Time zone offset component (`Z`)

The time zone offset component (Z) always uses 7 bits.

Temporenc uses UTC offsets (usually written as ±HH:MM) to represent time zone information. The UTC offset is expressed as the number of 15 minute increments from UTC, with the constant 64 added to it to produce a positive integer, i.e. (offset_in_minutes / 15) + 64. The resulting number must be in the range 0–125 (both inclusive). The special value 127 means no value is set.

The special value 126 means that this value does carry time zone information, but that it is not expressed as an embedded UTC offset. This makes it possible to use more elaborate time zone handling with temporenc values, for example using geographical identifiers from the tzdata project. The actual inclusion of additional time zone information is outside the scope of temporenc; the value 126 is just an indicator that the value carries a time zone, but that that information is not present in the value itself.

Examples:

Offset	Offset	Encoded value	Encoded value
(±hh:mm)	(15m increments)	(decimal)	(bits)
==========	================	=============	=============
+00:00	0	64	`1000000`
+01:00	4	68	`1000100`
−06:00	−24	40	`0101000`

Packing encoded components

The second encoding stage is about packing the encoded components into the final byte string. An encoded temporenc value is basically a concatenation of the bit strings for each component. The exact packing format depends on the type, which means each type has its own bit packing rules. Each type is assigned a unique type tag, which is a short identifying bit string included in the first byte of the encoded value. The advantages of this approach are:

Encoded values are self-describing.
The total size of encoded values is very small.
Lexicographical sorting of encoded values of the same type (and precision) results in the same ordering as the natural text-based ordering. This means that mixing values with different UTC offsets will sort based on the literal date and time specified, not the equivalent instant in UTC.
A decoder needs only the first byte to determine the total size and layout of the complete value, which allows for decoding values from a stream without the need for framing (specifying the length).

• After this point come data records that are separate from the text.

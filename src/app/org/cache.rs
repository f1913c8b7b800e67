//! Disk-backed cache of the organization tree.
//!
//! One record per (master account, access role) pair. A record older than the
//! TTL is treated exactly like a missing one: the caller reloads from the
//! organizations API and replaces the whole record. Records are never patched
//! in place.
//!
//! The store is injected into `Org` instead of being a process-wide file path,
//! so tests and embedders can use [`MemoryCacheStore`] or a temporary directory.

use super::model::OrgRecord;
use anyhow::{Context, Result};
use fs2::FileExt;
use std::collections::HashMap;
use std::fs;
use std::io::Write;
use std::path::{Path, PathBuf};
use std::sync::Mutex;
use std::time::{Duration, SystemTime};
use thiserror::Error;
use tracing::debug;

/// Records older than this are stale
pub const DEFAULT_CACHE_TTL: Duration = Duration::from_secs(3600);

/// Identity of one cache slot
#[derive(Debug, Clone, PartialEq, Eq, Hash)]
pub struct CacheKey {
    pub master_account_id: String,
    pub access_role: String,
}

impl CacheKey {
    pub fn new(master_account_id: &str, access_role: &str) -> Self {
        Self {
            master_account_id: master_account_id.to_string(),
            access_role: access_role.to_string(),
        }
    }

    /// Deterministic file name; role paths (`service-role/Foo`) are flattened
    pub fn file_name(&self) -> String {
        let role: String = self
            .access_role
            .chars()
            .map(|c| match c {
                '/' | '\\' | ':' => '_',
                c => c,
            })
            .collect();
        format!("{}-{}.json", self.master_account_id, role)
    }
}

/// Why a cache read produced nothing usable. Every variant means "reload".
#[derive(Debug, Clone, PartialEq, Eq, Error)]
pub enum CacheMiss {
    #[error("Cache file not found")]
    NotFound,
    #[error("Cache file too old")]
    TooOld { age: Duration },
    #[error("Cache file unreadable: {0}")]
    Unreadable(String),
}

/// Storage for organization snapshots
pub trait OrgCacheStore: Send + Sync {
    /// Fresh record for `key`, or the reason there is none
    fn read(&self, key: &CacheKey) -> std::result::Result<OrgRecord, CacheMiss>;

    /// Replace the record for `key`
    fn write(&self, key: &CacheKey, record: &OrgRecord) -> Result<()>;
}

fn check_age(written: SystemTime, ttl: Duration) -> std::result::Result<(), CacheMiss> {
    // A timestamp in the future (clock skew) counts as fresh
    let age = written.elapsed().unwrap_or(Duration::ZERO);
    if age >= ttl {
        Err(CacheMiss::TooOld { age })
    } else {
        Ok(())
    }
}

/// JSON files in a directory, staleness from the file modification time
#[derive(Debug, Clone)]
pub struct FileCacheStore {
    dir: PathBuf,
    ttl: Duration,
}

impl FileCacheStore {
    pub fn new(dir: impl Into<PathBuf>) -> Self {
        Self {
            dir: dir.into(),
            ttl: DEFAULT_CACHE_TTL,
        }
    }

    pub fn with_ttl(mut self, ttl: Duration) -> Self {
        self.ttl = ttl;
        self
    }

    /// Store under the platform cache directory (`~/.cache/orgcrawler` on Linux)
    pub fn default_location() -> Result<Self> {
        let dirs = directories::ProjectDirs::from("com", "", "orgcrawler")
            .context("Could not determine a home directory for the organization cache")?;
        Ok(Self::new(dirs.cache_dir()))
    }

    pub fn dir(&self) -> &Path {
        &self.dir
    }

    pub fn ttl(&self) -> Duration {
        self.ttl
    }

    pub fn path_for(&self, key: &CacheKey) -> PathBuf {
        self.dir.join(key.file_name())
    }
}

impl OrgCacheStore for FileCacheStore {
    fn read(&self, key: &CacheKey) -> std::result::Result<OrgRecord, CacheMiss> {
        let path = self.path_for(key);
        let metadata = match fs::metadata(&path) {
            Ok(metadata) => metadata,
            Err(e) if e.kind() == std::io::ErrorKind::NotFound => return Err(CacheMiss::NotFound),
            Err(e) => return Err(CacheMiss::Unreadable(e.to_string())),
        };

        let modified = metadata
            .modified()
            .map_err(|e| CacheMiss::Unreadable(e.to_string()))?;
        check_age(modified, self.ttl)?;

        let contents = fs::read(&path).map_err(|e| CacheMiss::Unreadable(e.to_string()))?;
        let record: OrgRecord = serde_json::from_slice(&contents)
            .map_err(|e| CacheMiss::Unreadable(format!("{}: {}", path.display(), e)))?;

        debug!("Cache hit for {:?} at {:?}", key, path);
        Ok(record)
    }

    fn write(&self, key: &CacheKey, record: &OrgRecord) -> Result<()> {
        fs::create_dir_all(&self.dir)
            .with_context(|| format!("Failed to create cache directory {:?}", self.dir))?;

        let path = self.path_for(key);
        let lock_path = path.with_extension("lock");
        let lock = fs::OpenOptions::new()
            .create(true)
            .truncate(false)
            .write(true)
            .open(&lock_path)
            .with_context(|| format!("Failed to open cache lock {:?}", lock_path))?;
        lock.lock_exclusive()
            .with_context(|| format!("Failed to lock {:?}", lock_path))?;

        let result = (|| -> Result<()> {
            let mut tmp = tempfile::NamedTempFile::new_in(&self.dir)
                .context("Failed to create temporary cache file")?;
            serde_json::to_writer_pretty(&mut tmp, record)
                .context("Failed to serialize organization record")?;
            tmp.flush()?;
            tmp.persist(&path)
                .with_context(|| format!("Failed to move cache file into {:?}", path))?;
            Ok(())
        })();

        // The exclusive lock is released when `lock` is dropped
        drop(lock);
        result?;

        debug!("Wrote organization cache to {:?}", path);
        Ok(())
    }
}

/// In-process store with the same staleness rule, keyed by write time
#[derive(Debug)]
pub struct MemoryCacheStore {
    ttl: Duration,
    records: Mutex<HashMap<CacheKey, (SystemTime, OrgRecord)>>,
}

impl Default for MemoryCacheStore {
    fn default() -> Self {
        Self::new(DEFAULT_CACHE_TTL)
    }
}

impl MemoryCacheStore {
    pub fn new(ttl: Duration) -> Self {
        Self {
            ttl,
            records: Mutex::new(HashMap::new()),
        }
    }

    /// Insert a record as if it had been written at `written`
    pub fn insert_at(&self, key: &CacheKey, record: OrgRecord, written: SystemTime) {
        if let Ok(mut records) = self.records.lock() {
            records.insert(key.clone(), (written, record));
        }
    }

    pub fn contains(&self, key: &CacheKey) -> bool {
        self.records
            .lock()
            .map(|records| records.contains_key(key))
            .unwrap_or(false)
    }
}

impl OrgCacheStore for MemoryCacheStore {
    fn read(&self, key: &CacheKey) -> std::result::Result<OrgRecord, CacheMiss> {
        let records = self
            .records
            .lock()
            .map_err(|e| CacheMiss::Unreadable(e.to_string()))?;
        let (written, record) = records.get(key).ok_or(CacheMiss::NotFound)?;
        check_age(*written, self.ttl)?;
        Ok(record.clone())
    }

    fn write(&self, key: &CacheKey, record: &OrgRecord) -> Result<()> {
        self.insert_at(key, record.clone(), SystemTime::now());
        Ok(())
    }
}

#[cfg(test)]
mod tests {
    use super::*;
    use crate::app::org::model::{Account, OrganizationalUnit};
    use pretty_assertions::assert_eq;

    fn record() -> OrgRecord {
        OrgRecord {
            id: "o-exampleorg".to_string(),
            root_id: "r-exam".to_string(),
            master_account_id: "123456789012".to_string(),
            access_role: "OrgMasterRole".to_string(),
            accounts: vec![Account {
                organization_id: "o-exampleorg".to_string(),
                master_account_id: "123456789012".to_string(),
                name: "account01".to_string(),
                id: "210987654321".to_string(),
                parent_id: "ou-exam-00000001".to_string(),
                email: "account01@example.com".to_string(),
                aliases: vec![],
                credentials: None,
            }],
            org_units: vec![OrganizationalUnit {
                organization_id: "o-exampleorg".to_string(),
                master_account_id: "123456789012".to_string(),
                name: "ou01".to_string(),
                id: "ou-exam-00000001".to_string(),
                parent_id: "r-exam".to_string(),
            }],
        }
    }

    fn key() -> CacheKey {
        CacheKey::new("123456789012", "OrgMasterRole")
    }

    fn set_mtime(path: &Path, when: SystemTime) {
        let file = fs::OpenOptions::new().write(true).open(path).unwrap();
        file.set_modified(when).unwrap();
    }

    #[test]
    fn test_file_name_is_deterministic() {
        assert_eq!(key().file_name(), "123456789012-OrgMasterRole.json");
        assert_eq!(
            CacheKey::new("123456789012", "service-role/Auditor").file_name(),
            "123456789012-service-role_Auditor.json"
        );
    }

    #[test]
    fn test_file_store_round_trip() {
        let dir = tempfile::tempdir().unwrap();
        let store = FileCacheStore::new(dir.path().join("nested"));

        assert_eq!(store.read(&key()), Err(CacheMiss::NotFound));

        store.write(&key(), &record()).unwrap();
        assert!(store.path_for(&key()).exists());
        assert_eq!(store.read(&key()).unwrap(), record());

        // A second write replaces the whole record
        let mut updated = record();
        updated.accounts.clear();
        store.write(&key(), &updated).unwrap();
        assert_eq!(store.read(&key()).unwrap(), updated);
    }

    #[test]
    fn test_file_store_staleness() {
        let dir = tempfile::tempdir().unwrap();
        let store = FileCacheStore::new(dir.path());
        store.write(&key(), &record()).unwrap();
        let path = store.path_for(&key());

        set_mtime(&path, SystemTime::now() - Duration::from_secs(3600));
        let miss = store.read(&key()).unwrap_err();
        assert!(matches!(miss, CacheMiss::TooOld { .. }));
        assert_eq!(miss.to_string(), "Cache file too old");

        set_mtime(&path, SystemTime::now() - Duration::from_secs(3500));
        assert_eq!(store.read(&key()).unwrap(), record());
    }

    #[test]
    fn test_file_store_corrupt_file_is_a_miss() {
        let dir = tempfile::tempdir().unwrap();
        let store = FileCacheStore::new(dir.path());
        fs::write(store.path_for(&key()), b"{ not json").unwrap();
        assert!(matches!(store.read(&key()), Err(CacheMiss::Unreadable(_))));
    }

    #[test]
    fn test_file_store_releases_write_lock() {
        let dir = tempfile::tempdir().unwrap();
        let store = FileCacheStore::new(dir.path());
        store.write(&key(), &record()).unwrap();

        let lock_path = store.path_for(&key()).with_extension("lock");
        let lock = fs::OpenOptions::new().write(true).open(&lock_path).unwrap();
        lock.try_lock_exclusive().unwrap();
        drop(lock);

        // Another store on the same directory can write again
        let other = FileCacheStore::new(dir.path());
        other.write(&key(), &record()).unwrap();
        assert_eq!(store.read(&key()).unwrap(), record());
    }

    #[test]
    fn test_memory_store_staleness() {
        let store = MemoryCacheStore::new(Duration::from_secs(60));
        assert_eq!(store.read(&key()), Err(CacheMiss::NotFound));
        assert_eq!(CacheMiss::NotFound.to_string(), "Cache file not found");

        store.insert_at(&key(), record(), SystemTime::now() - Duration::from_secs(61));
        assert!(matches!(store.read(&key()), Err(CacheMiss::TooOld { .. })));

        store.write(&key(), &record()).unwrap();
        assert_eq!(store.read(&key()).unwrap(), record());
        assert!(!store.contains(&CacheKey::new("123456789012", "OtherRole")));
    }
}
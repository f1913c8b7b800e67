//! Payloads: the unit of work the crawler fans out.
//!
//! A payload is a named async function of `(region, account, args)` that
//! returns one or more named JSON values. The crawler never loads code
//! dynamically; it resolves a [`PayloadDescriptor`] through a
//! [`PayloadRegistry`]:
//!
//! * `ByReference { name }` picks a registered payload by its dotted name.
//! * `Inline(PayloadDefinition)` comes from a YAML payload file and binds a
//!   registered payload (`uses`) to leading arguments under a new name.

use crate::app::error::CrawlerError;
use crate::app::org::model::Account;
use anyhow::{Context, Result};
use async_trait::async_trait;
use serde::{Deserialize, Serialize};
use std::collections::{BTreeMap, HashMap};
use std::future::Future;
use std::path::Path;
use std::sync::Arc;

/// Named results of one invocation, e.g. `{"AccountAliases": [...]}`
pub type PayloadOutput = BTreeMap<String, serde_json::Value>;

#[async_trait]
pub trait Payload: Send + Sync {
    /// Dotted name the results are grouped under
    fn name(&self) -> &str;

    /// Service the payload calls, used to pick a default region list
    fn service(&self) -> Option<&str> {
        None
    }

    async fn run(&self, region: &str, account: &Account, args: &[String]) -> Result<PayloadOutput>;
}

/// [`Payload`] over an async closure.
///
/// The closure receives owned copies so the returned future can be `'static`.
pub struct FnPayload<F> {
    name: String,
    service: Option<String>,
    f: F,
}

impl<F> FnPayload<F> {
    pub fn new(name: &str, f: F) -> Self {
        Self {
            name: name.to_string(),
            service: None,
            f,
        }
    }

    pub fn with_service(mut self, service: &str) -> Self {
        self.service = Some(service.to_string());
        self
    }
}

#[async_trait]
impl<F, Fut> Payload for FnPayload<F>
where
    F: Fn(String, Account, Vec<String>) -> Fut + Send + Sync,
    Fut: Future<Output = Result<PayloadOutput>> + Send + 'static,
{
    fn name(&self) -> &str {
        &self.name
    }

    fn service(&self) -> Option<&str> {
        self.service.as_deref()
    }

    async fn run(&self, region: &str, account: &Account, args: &[String]) -> Result<PayloadOutput> {
        (self.f)(region.to_string(), account.clone(), args.to_vec()).await
    }
}

/// A registered payload with preset leading arguments, run under its own name
pub struct BoundPayload {
    name: String,
    service: Option<String>,
    inner: Arc<dyn Payload>,
    args: Vec<String>,
}

#[async_trait]
impl Payload for BoundPayload {
    fn name(&self) -> &str {
        &self.name
    }

    fn service(&self) -> Option<&str> {
        self.service.as_deref().or_else(|| self.inner.service())
    }

    async fn run(&self, region: &str, account: &Account, args: &[String]) -> Result<PayloadOutput> {
        let mut all_args = self.args.clone();
        all_args.extend_from_slice(args);
        self.inner.run(region, account, &all_args).await
    }
}

/// Payload definition as written in a payload file
#[derive(Debug, Clone, PartialEq, Eq, Serialize, Deserialize)]
pub struct PayloadDefinition {
    pub name: String,
    /// Dotted name of the registered payload to run
    pub uses: String,
    #[serde(default)]
    pub args: Vec<String>,
    #[serde(default)]
    pub service: Option<String>,
    #[serde(default)]
    pub description: Option<String>,
}

#[derive(Debug, Clone, PartialEq, Eq, Serialize, Deserialize)]
#[serde(tag = "kind", rename_all = "snake_case")]
pub enum PayloadDescriptor {
    ByReference { name: String },
    Inline(PayloadDefinition),
}

impl PayloadDescriptor {
    pub fn by_reference(name: &str) -> Self {
        PayloadDescriptor::ByReference {
            name: name.to_string(),
        }
    }

    pub fn name(&self) -> &str {
        match self {
            PayloadDescriptor::ByReference { name } => name,
            PayloadDescriptor::Inline(definition) => &definition.name,
        }
    }
}

#[derive(Debug, Default, Deserialize)]
struct PayloadFile {
    #[serde(default)]
    payloads: Vec<PayloadDefinition>,
}

/// Read the definition called `name` from a YAML payload file:
///
/// ```yaml
/// payloads:
///   - name: prod_aliases
///     uses: iam.get_account_aliases
///     service: iam
/// ```
pub fn load_payload_file(path: &Path, name: &str) -> Result<PayloadDescriptor, CrawlerError> {
    let contents = std::fs::read_to_string(path)
        .with_context(|| format!("Failed to read payload file {:?}", path))?;
    let file: PayloadFile = serde_yaml::from_str(&contents)
        .with_context(|| format!("Failed to parse payload file {:?}", path))?;

    file.payloads
        .into_iter()
        .find(|definition| definition.name == name)
        .map(PayloadDescriptor::Inline)
        .ok_or_else(|| CrawlerError::UnknownPayload(format!("{} (in {})", name, path.display())))
}

/// Payloads by dotted name
#[derive(Default, Clone)]
pub struct PayloadRegistry {
    payloads: HashMap<String, Arc<dyn Payload>>,
}

impl PayloadRegistry {
    pub fn new() -> Self {
        Self::default()
    }

    /// Registry holding the payloads shipped with the crate
    pub fn builtin() -> Self {
        let mut registry = Self::new();
        crate::app::payloads::register_builtin(&mut registry);
        registry
    }

    pub fn register(&mut self, payload: Arc<dyn Payload>) {
        self.payloads.insert(payload.name().to_string(), payload);
    }

    pub fn get(&self, name: &str) -> Option<Arc<dyn Payload>> {
        self.payloads.get(name).cloned()
    }

    /// Sorted names of every registered payload
    pub fn names(&self) -> Vec<String> {
        let mut names: Vec<String> = self.payloads.keys().cloned().collect();
        names.sort();
        names
    }

    pub fn resolve(&self, descriptor: &PayloadDescriptor) -> Result<Arc<dyn Payload>, CrawlerError> {
        match descriptor {
            PayloadDescriptor::ByReference { name } => self
                .get(name)
                .ok_or_else(|| CrawlerError::UnknownPayload(name.clone())),
            PayloadDescriptor::Inline(definition) => {
                let inner = self
                    .get(&definition.uses)
                    .ok_or_else(|| CrawlerError::UnknownPayload(definition.uses.clone()))?;
                Ok(Arc::new(BoundPayload {
                    name: definition.name.clone(),
                    service: definition.service.clone(),
                    inner,
                    args: definition.args.clone(),
                }))
            }
        }
    }
}

#[cfg(test)]
mod tests {
    use super::*;
    use serde_json::json;
    use std::io::Write;

    fn account() -> Account {
        Account {
            organization_id: "o-exampleorg".to_string(),
            master_account_id: "123456789012".to_string(),
            name: "account01".to_string(),
            id: "210987654321".to_string(),
            parent_id: "r-exam".to_string(),
            email: "account01@example.com".to_string(),
            aliases: vec![],
            credentials: None,
        }
    }

    fn echo() -> Arc<dyn Payload> {
        Arc::new(
            FnPayload::new("test.echo", |region: String, account: Account, args: Vec<String>| async move {
                let mut output = PayloadOutput::new();
                output.insert(
                    "Echo".to_string(),
                    json!({ "region": region, "account": account.name, "args": args }),
                );
                Ok::<_, anyhow::Error>(output)
            })
            .with_service("ec2"),
        )
    }

    #[tokio::test]
    async fn test_resolve_by_reference() {
        let mut registry = PayloadRegistry::new();
        registry.register(echo());

        let payload = registry
            .resolve(&PayloadDescriptor::by_reference("test.echo"))
            .unwrap();
        assert_eq!(payload.name(), "test.echo");
        assert_eq!(payload.service(), Some("ec2"));

        let output = payload
            .run("us-west-2", &account(), &["x".to_string()])
            .await
            .unwrap();
        assert_eq!(
            output["Echo"],
            json!({ "region": "us-west-2", "account": "account01", "args": ["x"] })
        );

        let missing = registry.resolve(&PayloadDescriptor::by_reference("nope"));
        assert!(matches!(missing, Err(CrawlerError::UnknownPayload(ref n)) if n == "nope"));
    }

    #[tokio::test]
    async fn test_inline_definition_binds_leading_args() {
        let mut registry = PayloadRegistry::new();
        registry.register(echo());

        let descriptor = PayloadDescriptor::Inline(PayloadDefinition {
            name: "bound_echo".to_string(),
            uses: "test.echo".to_string(),
            args: vec!["preset".to_string()],
            service: Some("iam".to_string()),
            description: None,
        });
        let payload = registry.resolve(&descriptor).unwrap();
        assert_eq!(payload.name(), "bound_echo");
        assert_eq!(payload.service(), Some("iam"));

        let output = payload
            .run("us-east-1", &account(), &["extra".to_string()])
            .await
            .unwrap();
        assert_eq!(output["Echo"]["args"], json!(["preset", "extra"]));
    }

    #[test]
    fn test_load_payload_file() {
        let mut file = tempfile::NamedTempFile::new().unwrap();
        writeln!(
            file,
            "payloads:\n  - name: prod_aliases\n    uses: iam.get_account_aliases\n    service: iam\n"
        )
        .unwrap();

        let descriptor = load_payload_file(file.path(), "prod_aliases").unwrap();
        assert_eq!(descriptor.name(), "prod_aliases");
        match descriptor {
            PayloadDescriptor::Inline(definition) => {
                assert_eq!(definition.uses, "iam.get_account_aliases");
                assert!(definition.args.is_empty());
            }
            other => panic!("unexpected descriptor {:?}", other),
        }

        assert!(matches!(
            load_payload_file(file.path(), "missing"),
            Err(CrawlerError::UnknownPayload(_))
        ));
    }

    #[test]
    fn test_descriptor_serialization() {
        let yaml = serde_yaml::to_string(&PayloadDescriptor::by_reference("s3.list_buckets")).unwrap();
        assert!(yaml.contains("kind: by_reference"));
        let back: PayloadDescriptor = serde_yaml::from_str(&yaml).unwrap();
        assert_eq!(back, PayloadDescriptor::by_reference("s3.list_buckets"));
    }

    #[test]
    fn test_builtin_names() {
        assert_eq!(
            PayloadRegistry::builtin().names(),
            vec![
                "iam.get_account_aliases".to_string(),
                "s3.list_buckets".to_string(),
                "sts.get_caller_identity".to_string(),
            ]
        );
    }
}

The table below specifies the type tag for each type, and the order used for the concatenation of the encoded components:

Type	Type tag	`P`	`D`	`T`	`S`	`Z`	Padding
`D` `T` `DT` `DTZ` `DTS`	`100` `1010000` `00` `110` `01`	✓	✓ ✓ ✓ ✓	✓ ✓ ✓ ✓	✓	✓	✓ (if needed)
`DTSZ`	`111`	✓	✓	✓	✓	✓	✓ (if needed)

The general approach for creating the final byte strings, as detailed in the next subsection, is as follows:

Start with an empty bit array.
Concatenate the type tag.
Concatenate each included component, including the sub-second precision tag P (if any).
Pad the bit array with zeroes to align it to the next multiple of 8, i.e. to the next byte boundary (only for types with sub-second precision, and only if needed).
Return the bit array as a byte string.

The remainder of this section specifies the exact byte layout for each encoded temporenc type, including examples showing both bit strings and bytes (hexadecimal notation).

Type `D` (date)

The type tag is 100. Encoded values use 3 bytes in this format:

100DDDDD DDDDDDDD DDDDDDDD

Example: 1983-01-15 is encoded as 10001111 01111110 00001110 (bits) or 8f 7e 0e (hex bytes).

Type `T` (time)

The type tag is 1010000. Encoded values use 3 bytes in this format:

1010000T TTTTTTTT TTTTTTTT

Example: 18:25:12 is encoded as 10100001 00100110 01001100 (bits) or a1 26 4c (hex bytes).

Type `DT` (date + time)

The type tag is 00. Encoded values use 5 bytes in this format:

00DDDDDD DDDDDDDD DDDDDDDT TTTTTTTT
TTTTTTTT

Example: 1983-01-15T18:25:12 is encoded as 00011110 11111100 00011101 00100110 01001100 (bits) or 1e fc 1d 26 4c (hex bytes).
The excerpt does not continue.